BEGIN

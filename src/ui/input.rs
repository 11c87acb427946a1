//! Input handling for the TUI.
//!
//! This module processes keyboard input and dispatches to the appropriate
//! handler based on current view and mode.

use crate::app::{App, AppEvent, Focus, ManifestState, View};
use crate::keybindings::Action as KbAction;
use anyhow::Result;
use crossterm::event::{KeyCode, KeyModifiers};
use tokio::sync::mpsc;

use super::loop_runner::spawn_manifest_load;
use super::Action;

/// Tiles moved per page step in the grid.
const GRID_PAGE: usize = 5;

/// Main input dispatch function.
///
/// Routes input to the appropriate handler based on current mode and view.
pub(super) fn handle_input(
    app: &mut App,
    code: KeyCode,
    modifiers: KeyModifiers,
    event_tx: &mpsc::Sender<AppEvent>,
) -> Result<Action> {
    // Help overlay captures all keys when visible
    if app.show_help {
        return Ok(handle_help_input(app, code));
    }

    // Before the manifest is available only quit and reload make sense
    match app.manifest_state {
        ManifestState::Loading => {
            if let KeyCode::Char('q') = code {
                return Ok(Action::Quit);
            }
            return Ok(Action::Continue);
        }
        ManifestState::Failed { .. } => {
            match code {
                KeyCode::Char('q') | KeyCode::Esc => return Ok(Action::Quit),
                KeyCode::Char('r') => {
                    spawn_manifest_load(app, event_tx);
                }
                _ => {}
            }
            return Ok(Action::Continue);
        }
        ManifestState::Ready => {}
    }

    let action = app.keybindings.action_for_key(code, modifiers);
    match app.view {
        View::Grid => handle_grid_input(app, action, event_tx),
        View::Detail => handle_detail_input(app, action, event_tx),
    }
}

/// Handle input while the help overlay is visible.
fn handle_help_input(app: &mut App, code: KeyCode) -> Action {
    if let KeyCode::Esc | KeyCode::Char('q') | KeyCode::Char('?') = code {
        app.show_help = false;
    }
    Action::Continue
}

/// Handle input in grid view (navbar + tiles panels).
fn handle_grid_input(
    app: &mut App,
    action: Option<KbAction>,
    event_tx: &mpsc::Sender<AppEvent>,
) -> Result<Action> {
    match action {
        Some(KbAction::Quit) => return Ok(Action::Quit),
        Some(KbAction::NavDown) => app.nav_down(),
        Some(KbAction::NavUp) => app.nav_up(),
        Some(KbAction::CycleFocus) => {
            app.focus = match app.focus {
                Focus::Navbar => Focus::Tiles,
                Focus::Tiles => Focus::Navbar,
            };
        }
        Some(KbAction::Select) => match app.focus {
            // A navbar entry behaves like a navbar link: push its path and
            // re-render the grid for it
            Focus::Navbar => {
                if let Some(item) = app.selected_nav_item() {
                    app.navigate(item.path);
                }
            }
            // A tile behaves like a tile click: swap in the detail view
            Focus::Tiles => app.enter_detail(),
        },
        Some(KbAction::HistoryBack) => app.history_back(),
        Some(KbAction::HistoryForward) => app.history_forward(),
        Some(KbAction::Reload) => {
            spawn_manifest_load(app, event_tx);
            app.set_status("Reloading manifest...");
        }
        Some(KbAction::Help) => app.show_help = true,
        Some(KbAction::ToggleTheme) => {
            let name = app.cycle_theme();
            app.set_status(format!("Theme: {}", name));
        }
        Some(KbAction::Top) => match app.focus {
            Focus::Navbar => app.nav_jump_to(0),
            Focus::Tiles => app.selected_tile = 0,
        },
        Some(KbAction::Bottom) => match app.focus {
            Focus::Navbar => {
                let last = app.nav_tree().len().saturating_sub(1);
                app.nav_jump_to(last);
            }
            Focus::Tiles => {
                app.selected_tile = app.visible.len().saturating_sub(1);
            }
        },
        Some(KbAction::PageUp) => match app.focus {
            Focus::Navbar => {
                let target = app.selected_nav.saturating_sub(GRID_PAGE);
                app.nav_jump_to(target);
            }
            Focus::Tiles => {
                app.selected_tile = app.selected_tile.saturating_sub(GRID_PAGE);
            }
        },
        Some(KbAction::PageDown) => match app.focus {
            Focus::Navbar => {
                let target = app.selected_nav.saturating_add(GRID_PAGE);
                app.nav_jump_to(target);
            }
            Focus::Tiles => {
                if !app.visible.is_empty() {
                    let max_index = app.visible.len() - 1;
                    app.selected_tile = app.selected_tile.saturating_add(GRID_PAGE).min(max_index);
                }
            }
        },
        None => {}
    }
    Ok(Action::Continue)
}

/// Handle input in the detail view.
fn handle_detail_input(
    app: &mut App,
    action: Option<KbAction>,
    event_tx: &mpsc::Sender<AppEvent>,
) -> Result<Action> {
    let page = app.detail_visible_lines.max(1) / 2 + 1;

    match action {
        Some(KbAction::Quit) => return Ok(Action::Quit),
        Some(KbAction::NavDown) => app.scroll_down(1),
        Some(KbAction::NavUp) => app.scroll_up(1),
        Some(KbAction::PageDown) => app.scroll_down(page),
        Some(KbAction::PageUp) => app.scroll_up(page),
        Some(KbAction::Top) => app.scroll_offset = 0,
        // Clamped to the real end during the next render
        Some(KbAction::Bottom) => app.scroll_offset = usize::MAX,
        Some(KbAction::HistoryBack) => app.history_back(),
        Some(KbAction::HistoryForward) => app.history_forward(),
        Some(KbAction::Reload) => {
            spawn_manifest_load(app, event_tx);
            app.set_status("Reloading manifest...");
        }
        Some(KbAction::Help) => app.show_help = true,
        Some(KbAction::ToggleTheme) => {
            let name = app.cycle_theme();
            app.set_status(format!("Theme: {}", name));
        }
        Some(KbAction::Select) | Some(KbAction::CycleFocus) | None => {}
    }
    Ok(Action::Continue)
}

END
BEGIN

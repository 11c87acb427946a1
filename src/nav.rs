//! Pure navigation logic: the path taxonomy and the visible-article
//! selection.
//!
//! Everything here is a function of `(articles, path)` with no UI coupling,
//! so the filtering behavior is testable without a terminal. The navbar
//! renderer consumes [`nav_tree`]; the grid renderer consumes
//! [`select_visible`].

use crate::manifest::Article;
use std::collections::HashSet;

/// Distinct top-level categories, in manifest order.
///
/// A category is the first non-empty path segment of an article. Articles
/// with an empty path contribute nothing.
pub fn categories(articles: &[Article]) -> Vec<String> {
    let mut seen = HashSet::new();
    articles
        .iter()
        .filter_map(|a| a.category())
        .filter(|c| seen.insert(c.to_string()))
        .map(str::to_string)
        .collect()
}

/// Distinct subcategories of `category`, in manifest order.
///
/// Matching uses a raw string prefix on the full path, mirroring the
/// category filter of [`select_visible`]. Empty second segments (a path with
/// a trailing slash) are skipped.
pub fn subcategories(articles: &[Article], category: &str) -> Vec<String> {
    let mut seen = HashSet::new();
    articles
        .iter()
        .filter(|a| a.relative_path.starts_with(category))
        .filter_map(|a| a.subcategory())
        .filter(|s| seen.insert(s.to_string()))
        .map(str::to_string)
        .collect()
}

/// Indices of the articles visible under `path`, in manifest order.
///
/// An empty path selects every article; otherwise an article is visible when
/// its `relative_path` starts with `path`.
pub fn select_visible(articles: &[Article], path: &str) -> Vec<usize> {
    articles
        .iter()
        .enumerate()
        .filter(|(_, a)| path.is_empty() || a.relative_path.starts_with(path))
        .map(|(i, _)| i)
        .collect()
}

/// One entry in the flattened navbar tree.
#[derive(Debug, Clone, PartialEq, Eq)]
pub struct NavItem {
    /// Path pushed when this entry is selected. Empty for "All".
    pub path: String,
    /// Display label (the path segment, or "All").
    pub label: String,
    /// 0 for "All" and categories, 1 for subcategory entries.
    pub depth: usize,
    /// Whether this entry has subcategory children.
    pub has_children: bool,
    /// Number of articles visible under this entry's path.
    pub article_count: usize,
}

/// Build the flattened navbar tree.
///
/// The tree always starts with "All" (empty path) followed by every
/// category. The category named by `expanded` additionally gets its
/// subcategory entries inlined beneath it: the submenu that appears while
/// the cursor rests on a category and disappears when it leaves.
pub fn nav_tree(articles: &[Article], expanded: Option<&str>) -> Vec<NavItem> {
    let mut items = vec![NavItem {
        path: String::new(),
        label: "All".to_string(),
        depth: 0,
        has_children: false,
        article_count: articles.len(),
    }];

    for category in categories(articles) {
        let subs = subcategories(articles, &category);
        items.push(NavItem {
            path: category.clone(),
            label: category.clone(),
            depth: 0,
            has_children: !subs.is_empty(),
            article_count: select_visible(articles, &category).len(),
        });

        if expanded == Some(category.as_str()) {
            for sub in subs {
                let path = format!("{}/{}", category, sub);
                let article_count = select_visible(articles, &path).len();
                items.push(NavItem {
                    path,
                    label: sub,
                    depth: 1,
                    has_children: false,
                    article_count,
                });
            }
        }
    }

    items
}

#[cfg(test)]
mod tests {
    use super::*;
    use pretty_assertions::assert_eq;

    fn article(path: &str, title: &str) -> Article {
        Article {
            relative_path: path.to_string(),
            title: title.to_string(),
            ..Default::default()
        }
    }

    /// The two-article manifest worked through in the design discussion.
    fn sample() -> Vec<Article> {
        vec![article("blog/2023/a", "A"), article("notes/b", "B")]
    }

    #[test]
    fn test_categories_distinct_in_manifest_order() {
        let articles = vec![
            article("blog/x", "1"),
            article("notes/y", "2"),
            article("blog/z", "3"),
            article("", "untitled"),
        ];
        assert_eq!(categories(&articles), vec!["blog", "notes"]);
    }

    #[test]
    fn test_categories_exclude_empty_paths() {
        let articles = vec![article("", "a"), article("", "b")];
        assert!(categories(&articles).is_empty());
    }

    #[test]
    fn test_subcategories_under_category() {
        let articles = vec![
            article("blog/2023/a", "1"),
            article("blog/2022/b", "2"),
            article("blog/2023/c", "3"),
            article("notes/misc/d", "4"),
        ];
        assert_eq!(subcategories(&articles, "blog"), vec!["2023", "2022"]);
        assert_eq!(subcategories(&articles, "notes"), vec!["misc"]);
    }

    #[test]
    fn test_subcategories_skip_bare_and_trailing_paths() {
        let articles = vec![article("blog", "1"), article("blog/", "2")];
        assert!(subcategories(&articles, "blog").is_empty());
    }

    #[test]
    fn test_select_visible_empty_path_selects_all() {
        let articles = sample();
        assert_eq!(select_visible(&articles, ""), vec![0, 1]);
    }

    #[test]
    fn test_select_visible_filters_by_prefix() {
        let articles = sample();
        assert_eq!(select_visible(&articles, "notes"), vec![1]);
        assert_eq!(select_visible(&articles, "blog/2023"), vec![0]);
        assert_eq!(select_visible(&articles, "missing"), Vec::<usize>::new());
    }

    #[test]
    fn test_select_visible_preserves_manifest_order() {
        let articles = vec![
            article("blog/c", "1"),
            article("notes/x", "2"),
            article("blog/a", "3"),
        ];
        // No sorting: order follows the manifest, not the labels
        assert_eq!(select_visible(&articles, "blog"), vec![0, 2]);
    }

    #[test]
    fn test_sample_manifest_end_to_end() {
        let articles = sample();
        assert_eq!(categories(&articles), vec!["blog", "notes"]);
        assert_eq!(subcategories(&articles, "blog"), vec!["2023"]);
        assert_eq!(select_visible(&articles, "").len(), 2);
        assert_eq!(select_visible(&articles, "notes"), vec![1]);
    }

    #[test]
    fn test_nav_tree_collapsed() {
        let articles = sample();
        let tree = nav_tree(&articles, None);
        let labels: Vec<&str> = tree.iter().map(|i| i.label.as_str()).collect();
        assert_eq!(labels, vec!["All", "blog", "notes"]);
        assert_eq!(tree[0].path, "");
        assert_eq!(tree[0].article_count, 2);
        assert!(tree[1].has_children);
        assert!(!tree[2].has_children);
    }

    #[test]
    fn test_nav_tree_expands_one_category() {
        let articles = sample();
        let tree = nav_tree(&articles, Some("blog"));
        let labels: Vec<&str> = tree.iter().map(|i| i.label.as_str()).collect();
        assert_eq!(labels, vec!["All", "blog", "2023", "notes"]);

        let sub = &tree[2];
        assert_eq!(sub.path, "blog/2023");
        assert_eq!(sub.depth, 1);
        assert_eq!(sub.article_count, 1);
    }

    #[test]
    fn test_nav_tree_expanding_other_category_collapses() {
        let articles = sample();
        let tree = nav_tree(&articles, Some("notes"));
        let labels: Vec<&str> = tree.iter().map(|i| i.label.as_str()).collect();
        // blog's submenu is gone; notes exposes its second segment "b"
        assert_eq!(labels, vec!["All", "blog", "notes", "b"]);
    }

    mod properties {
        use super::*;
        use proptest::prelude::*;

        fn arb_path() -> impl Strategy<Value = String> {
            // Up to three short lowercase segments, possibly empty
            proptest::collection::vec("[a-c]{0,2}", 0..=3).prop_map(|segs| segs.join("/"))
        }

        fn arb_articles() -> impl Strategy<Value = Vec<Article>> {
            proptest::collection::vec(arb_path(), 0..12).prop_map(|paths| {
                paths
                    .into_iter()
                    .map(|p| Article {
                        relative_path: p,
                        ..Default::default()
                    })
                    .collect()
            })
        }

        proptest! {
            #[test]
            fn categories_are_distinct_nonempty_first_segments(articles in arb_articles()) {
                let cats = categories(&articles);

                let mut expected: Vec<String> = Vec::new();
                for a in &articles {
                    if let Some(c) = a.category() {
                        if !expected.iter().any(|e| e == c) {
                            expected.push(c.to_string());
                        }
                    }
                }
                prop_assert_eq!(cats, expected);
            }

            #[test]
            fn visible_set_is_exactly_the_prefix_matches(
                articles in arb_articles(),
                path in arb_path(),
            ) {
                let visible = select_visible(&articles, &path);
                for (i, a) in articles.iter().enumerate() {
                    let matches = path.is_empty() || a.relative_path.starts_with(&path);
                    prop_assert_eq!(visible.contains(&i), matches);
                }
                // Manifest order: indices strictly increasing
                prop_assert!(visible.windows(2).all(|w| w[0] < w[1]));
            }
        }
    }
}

END

_TASK INSTRUCTIONS:_
Above are the records; from them, give again exactly the lines from the one containing "filename src/ui/input.rs" to the one containing "use super::Action;", both lines included, and nothing more.

_THE ANSWER:_
filename src/ui/input.rs
repository 11c87acb427946a1
//! Input handling for the TUI.
//!
//! This module processes keyboard input and dispatches to the appropriate
//! handler based on current view and mode.

use crate::app::{App, AppEvent, Focus, ManifestState, View};
use crate::keybindings::Action as KbAction;
use anyhow::Result;
use crossterm::event::{KeyCode, KeyModifiers};
use tokio::sync::mpsc;

use super::loop_runner::spawn_manifest_load;
use super::Action;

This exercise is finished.